Instructions for the task
Each line in the data holding "Clone" should be listed.
Record set Start Marker
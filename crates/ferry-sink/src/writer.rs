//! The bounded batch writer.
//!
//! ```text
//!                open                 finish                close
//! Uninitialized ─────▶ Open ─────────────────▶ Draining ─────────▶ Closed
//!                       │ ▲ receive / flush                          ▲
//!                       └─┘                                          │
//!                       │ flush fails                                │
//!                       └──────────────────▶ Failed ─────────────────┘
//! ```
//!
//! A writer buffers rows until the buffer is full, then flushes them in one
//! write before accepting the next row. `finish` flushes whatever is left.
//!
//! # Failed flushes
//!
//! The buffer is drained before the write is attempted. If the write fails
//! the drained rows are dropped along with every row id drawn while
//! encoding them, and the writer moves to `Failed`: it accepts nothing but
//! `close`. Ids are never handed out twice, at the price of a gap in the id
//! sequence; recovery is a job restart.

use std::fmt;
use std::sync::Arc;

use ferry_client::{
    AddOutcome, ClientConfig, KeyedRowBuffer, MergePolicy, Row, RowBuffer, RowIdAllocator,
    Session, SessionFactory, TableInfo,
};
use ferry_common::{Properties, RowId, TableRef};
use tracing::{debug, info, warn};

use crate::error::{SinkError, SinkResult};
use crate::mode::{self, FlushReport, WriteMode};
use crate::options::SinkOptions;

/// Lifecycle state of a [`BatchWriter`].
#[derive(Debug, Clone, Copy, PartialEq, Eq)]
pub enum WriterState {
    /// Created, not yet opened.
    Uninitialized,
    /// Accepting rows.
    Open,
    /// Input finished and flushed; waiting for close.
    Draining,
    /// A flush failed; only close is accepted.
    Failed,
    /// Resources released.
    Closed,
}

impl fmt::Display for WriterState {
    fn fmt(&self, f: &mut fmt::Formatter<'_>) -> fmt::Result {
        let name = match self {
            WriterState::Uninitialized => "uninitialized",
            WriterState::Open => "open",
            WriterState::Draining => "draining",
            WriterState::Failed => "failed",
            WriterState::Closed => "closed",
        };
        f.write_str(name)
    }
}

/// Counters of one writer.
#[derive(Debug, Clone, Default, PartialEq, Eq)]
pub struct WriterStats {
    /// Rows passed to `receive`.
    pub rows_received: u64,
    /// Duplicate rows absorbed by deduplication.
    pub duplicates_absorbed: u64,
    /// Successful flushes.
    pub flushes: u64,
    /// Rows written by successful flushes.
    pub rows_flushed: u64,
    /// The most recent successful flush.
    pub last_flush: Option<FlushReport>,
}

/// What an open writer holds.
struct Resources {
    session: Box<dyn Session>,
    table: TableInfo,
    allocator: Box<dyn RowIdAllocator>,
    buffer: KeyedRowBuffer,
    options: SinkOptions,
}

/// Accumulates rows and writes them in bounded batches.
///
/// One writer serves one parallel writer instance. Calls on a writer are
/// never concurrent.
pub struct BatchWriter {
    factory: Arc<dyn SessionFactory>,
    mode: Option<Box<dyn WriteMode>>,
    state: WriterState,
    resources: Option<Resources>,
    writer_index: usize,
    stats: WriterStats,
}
Record set End Marker
Task result
#[derive(Debug, Clone, Copy, PartialEq, Eq)]
#[derive(Debug, Clone, Default, PartialEq, Eq)]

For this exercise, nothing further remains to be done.